§ Exercise aim:
Collect all lines below with the string "PartialEq".

##### Extracted records

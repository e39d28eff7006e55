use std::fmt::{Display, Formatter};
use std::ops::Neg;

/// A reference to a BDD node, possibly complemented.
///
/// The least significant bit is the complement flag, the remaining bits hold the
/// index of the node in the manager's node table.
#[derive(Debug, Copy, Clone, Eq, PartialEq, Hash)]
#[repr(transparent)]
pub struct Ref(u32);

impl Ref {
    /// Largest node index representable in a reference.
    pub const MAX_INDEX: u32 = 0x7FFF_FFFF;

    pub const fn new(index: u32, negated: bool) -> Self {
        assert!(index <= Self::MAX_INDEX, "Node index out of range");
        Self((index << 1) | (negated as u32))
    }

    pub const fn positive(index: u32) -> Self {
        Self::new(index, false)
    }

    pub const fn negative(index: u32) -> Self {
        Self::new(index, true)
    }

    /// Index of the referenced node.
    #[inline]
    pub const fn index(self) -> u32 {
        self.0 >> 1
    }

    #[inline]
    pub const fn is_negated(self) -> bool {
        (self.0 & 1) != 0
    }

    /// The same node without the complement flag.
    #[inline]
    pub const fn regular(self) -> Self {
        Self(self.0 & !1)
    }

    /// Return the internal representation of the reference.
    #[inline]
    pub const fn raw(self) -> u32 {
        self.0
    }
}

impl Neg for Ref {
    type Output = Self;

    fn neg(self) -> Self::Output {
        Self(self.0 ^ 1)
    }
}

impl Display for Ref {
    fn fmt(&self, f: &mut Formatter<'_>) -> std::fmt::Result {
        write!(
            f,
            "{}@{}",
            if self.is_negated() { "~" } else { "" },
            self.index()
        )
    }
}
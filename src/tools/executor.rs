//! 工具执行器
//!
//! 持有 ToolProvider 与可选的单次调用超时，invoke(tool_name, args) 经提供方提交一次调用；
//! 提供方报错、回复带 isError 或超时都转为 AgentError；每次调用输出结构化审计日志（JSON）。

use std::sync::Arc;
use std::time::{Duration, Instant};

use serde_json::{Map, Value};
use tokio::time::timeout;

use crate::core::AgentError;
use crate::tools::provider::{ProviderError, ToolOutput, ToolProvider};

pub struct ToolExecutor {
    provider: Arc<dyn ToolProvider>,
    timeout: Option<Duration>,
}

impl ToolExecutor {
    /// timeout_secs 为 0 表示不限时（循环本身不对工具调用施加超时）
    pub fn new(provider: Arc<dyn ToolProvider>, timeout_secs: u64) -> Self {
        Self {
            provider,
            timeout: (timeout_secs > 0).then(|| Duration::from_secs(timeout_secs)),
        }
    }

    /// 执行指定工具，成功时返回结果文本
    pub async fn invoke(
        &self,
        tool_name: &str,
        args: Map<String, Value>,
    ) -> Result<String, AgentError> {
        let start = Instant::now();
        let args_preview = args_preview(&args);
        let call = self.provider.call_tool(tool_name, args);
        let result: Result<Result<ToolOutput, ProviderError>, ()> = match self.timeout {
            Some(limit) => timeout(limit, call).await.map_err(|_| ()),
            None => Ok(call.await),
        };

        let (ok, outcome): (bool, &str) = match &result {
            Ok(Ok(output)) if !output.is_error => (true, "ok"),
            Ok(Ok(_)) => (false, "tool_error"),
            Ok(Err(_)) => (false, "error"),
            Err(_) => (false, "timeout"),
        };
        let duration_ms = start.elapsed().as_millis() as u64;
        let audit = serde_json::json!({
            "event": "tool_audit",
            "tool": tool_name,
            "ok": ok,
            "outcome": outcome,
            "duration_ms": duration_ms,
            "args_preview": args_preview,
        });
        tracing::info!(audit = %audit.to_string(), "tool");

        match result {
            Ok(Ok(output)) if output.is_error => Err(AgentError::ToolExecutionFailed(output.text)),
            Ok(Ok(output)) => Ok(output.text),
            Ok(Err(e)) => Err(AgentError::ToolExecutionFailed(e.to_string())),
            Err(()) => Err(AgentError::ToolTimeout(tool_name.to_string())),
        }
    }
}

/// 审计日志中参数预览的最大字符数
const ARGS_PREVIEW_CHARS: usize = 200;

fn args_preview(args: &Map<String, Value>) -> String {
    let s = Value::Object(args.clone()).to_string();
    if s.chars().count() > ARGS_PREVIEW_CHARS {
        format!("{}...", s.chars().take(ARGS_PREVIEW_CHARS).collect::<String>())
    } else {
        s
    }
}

##########
##### Extracted records

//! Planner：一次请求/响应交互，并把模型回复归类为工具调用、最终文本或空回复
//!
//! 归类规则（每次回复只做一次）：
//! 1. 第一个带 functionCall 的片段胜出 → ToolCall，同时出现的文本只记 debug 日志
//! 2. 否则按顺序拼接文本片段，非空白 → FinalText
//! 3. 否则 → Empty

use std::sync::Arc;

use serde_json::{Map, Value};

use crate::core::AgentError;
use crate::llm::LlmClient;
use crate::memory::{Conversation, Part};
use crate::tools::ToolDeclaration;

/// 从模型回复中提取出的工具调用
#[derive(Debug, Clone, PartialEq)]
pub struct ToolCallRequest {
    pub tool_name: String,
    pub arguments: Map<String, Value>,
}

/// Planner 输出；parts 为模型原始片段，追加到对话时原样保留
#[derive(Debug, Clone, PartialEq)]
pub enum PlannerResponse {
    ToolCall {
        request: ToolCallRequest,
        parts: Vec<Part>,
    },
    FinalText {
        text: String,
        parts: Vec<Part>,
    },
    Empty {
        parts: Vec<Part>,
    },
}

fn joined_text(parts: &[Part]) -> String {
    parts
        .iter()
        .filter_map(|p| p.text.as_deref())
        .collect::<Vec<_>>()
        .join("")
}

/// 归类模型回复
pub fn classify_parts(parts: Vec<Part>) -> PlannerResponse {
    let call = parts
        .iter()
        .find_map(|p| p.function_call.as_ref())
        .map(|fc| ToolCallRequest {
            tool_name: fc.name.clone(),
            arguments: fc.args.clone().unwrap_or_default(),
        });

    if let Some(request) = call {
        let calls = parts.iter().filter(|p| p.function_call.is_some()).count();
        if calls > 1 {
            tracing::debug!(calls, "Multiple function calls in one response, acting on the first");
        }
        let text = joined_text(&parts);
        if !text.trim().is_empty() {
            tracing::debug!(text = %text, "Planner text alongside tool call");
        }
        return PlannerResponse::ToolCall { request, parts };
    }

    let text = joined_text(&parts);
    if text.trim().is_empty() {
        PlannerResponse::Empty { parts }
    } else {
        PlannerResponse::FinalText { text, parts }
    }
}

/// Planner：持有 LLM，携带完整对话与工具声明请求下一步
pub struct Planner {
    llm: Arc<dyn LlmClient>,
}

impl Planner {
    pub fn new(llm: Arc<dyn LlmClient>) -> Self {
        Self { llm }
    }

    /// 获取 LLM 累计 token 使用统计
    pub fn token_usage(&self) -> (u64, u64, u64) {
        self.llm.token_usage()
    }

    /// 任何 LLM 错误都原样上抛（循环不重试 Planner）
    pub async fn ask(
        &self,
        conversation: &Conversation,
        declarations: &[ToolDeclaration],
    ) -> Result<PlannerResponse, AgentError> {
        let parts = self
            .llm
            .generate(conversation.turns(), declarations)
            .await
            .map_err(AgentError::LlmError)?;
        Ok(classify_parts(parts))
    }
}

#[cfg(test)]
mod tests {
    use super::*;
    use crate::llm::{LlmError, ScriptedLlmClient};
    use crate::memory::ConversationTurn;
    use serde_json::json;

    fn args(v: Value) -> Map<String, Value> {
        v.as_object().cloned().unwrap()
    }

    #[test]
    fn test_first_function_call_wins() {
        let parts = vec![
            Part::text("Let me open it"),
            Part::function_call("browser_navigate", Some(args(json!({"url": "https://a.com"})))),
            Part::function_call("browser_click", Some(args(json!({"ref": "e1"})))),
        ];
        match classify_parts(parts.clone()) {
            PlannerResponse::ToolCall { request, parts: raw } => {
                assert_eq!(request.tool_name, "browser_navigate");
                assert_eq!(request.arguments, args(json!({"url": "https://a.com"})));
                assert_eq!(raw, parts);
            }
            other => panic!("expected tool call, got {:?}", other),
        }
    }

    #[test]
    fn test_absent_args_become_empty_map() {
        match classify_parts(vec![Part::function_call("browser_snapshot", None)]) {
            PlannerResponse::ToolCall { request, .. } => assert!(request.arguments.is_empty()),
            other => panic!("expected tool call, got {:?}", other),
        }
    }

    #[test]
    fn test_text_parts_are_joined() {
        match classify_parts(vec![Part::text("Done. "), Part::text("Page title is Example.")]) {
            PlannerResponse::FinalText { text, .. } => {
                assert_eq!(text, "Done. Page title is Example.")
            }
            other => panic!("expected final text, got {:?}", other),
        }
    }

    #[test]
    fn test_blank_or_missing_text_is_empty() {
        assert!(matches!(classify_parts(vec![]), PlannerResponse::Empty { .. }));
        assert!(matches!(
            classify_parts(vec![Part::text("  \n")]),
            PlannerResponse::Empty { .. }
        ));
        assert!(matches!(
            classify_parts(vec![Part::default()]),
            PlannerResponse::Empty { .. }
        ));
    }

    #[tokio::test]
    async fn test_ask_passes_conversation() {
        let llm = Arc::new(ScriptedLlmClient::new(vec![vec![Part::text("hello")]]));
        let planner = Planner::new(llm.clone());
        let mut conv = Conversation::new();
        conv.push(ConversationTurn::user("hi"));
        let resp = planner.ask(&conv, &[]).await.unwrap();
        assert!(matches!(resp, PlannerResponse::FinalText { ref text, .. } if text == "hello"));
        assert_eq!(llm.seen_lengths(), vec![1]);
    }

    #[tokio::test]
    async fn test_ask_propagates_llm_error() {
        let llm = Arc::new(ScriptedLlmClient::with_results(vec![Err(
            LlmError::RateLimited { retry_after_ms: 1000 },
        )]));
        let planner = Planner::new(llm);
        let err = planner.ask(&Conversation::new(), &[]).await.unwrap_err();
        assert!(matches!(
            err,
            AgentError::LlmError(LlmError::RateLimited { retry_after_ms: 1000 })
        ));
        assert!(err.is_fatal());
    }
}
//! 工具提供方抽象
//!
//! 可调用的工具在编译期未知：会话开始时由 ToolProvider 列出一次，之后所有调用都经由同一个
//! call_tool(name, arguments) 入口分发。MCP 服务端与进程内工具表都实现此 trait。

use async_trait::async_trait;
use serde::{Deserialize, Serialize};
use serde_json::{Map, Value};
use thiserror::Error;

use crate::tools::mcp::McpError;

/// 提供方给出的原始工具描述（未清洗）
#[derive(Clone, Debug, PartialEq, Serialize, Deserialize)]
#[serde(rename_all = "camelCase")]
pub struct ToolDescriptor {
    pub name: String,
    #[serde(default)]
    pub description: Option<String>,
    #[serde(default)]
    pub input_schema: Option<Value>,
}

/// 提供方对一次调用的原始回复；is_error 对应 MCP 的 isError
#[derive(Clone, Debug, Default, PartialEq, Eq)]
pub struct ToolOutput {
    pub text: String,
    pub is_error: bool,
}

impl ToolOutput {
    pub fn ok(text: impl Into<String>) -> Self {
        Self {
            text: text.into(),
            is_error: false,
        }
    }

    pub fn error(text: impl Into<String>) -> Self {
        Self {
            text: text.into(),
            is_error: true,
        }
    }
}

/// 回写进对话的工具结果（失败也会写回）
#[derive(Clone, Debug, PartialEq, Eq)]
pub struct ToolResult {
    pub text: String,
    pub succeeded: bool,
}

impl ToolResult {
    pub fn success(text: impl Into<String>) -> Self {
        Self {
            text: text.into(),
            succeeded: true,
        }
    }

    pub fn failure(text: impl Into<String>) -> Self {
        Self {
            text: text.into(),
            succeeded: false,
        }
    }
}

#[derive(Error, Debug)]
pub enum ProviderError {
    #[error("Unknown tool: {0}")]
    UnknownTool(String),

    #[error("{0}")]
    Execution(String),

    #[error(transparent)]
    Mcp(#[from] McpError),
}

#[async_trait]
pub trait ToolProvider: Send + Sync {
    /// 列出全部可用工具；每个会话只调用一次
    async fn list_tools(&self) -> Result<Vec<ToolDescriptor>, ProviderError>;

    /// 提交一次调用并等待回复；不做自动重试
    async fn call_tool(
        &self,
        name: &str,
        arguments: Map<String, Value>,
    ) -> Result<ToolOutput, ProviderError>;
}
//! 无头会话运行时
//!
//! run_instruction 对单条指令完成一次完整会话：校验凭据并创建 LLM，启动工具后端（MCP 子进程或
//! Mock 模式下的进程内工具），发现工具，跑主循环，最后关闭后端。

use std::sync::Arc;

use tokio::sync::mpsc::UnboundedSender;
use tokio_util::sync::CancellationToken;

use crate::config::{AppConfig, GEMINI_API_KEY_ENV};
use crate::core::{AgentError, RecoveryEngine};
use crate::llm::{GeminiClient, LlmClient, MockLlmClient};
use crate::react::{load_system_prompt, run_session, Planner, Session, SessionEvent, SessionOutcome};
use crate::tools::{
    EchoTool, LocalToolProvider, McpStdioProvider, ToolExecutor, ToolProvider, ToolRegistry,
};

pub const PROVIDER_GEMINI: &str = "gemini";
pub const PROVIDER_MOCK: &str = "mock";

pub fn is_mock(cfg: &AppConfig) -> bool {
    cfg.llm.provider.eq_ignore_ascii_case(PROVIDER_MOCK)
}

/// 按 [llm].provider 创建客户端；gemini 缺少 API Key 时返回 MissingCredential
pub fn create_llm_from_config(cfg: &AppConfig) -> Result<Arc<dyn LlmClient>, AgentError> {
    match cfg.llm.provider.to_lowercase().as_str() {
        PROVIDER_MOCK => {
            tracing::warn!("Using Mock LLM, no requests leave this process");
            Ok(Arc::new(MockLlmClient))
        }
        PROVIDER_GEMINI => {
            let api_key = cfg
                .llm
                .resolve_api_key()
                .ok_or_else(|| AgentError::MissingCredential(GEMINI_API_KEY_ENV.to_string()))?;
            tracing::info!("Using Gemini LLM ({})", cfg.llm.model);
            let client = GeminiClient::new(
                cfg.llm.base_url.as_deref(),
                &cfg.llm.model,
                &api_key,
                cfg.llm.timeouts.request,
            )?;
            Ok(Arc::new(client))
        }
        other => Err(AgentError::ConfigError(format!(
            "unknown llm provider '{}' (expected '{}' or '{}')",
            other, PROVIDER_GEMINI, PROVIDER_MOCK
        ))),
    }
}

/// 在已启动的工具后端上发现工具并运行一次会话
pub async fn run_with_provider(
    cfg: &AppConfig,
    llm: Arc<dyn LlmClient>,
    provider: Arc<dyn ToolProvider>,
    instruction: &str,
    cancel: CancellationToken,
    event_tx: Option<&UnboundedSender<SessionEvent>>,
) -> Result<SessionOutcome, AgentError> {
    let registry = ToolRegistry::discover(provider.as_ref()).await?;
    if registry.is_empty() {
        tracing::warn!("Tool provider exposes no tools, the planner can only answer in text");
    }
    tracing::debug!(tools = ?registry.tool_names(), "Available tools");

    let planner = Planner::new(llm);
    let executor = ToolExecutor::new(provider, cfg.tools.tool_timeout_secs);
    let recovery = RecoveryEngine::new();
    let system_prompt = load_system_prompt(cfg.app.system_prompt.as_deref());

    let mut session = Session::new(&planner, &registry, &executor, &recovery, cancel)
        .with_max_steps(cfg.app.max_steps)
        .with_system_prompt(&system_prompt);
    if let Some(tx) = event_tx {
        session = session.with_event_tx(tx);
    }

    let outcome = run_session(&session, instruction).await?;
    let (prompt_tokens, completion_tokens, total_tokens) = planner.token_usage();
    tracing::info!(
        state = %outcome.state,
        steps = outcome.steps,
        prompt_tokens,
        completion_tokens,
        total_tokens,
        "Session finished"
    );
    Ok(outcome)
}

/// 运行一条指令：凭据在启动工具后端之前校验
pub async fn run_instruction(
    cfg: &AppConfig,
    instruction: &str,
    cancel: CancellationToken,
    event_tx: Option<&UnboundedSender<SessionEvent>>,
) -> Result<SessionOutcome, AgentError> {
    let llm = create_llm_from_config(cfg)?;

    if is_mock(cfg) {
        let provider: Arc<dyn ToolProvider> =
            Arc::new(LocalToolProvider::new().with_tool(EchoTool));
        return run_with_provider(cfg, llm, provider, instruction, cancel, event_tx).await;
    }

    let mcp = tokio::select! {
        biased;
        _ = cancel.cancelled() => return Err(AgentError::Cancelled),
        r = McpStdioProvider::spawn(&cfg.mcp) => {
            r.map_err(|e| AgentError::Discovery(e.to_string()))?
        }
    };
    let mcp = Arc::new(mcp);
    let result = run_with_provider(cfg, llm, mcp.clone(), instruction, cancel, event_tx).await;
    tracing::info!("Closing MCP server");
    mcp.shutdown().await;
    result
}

##########

§ Exercise solution:
#[derive(Debug, Copy, Clone, Eq, PartialEq, Hash)]
#[derive(Debug, Clone, PartialEq)]
#[derive(Debug, Clone, PartialEq)]
#[derive(Clone, Debug, PartialEq, Serialize, Deserialize)]
#[derive(Clone, Debug, Default, PartialEq, Eq)]
#[derive(Clone, Debug, PartialEq, Eq)]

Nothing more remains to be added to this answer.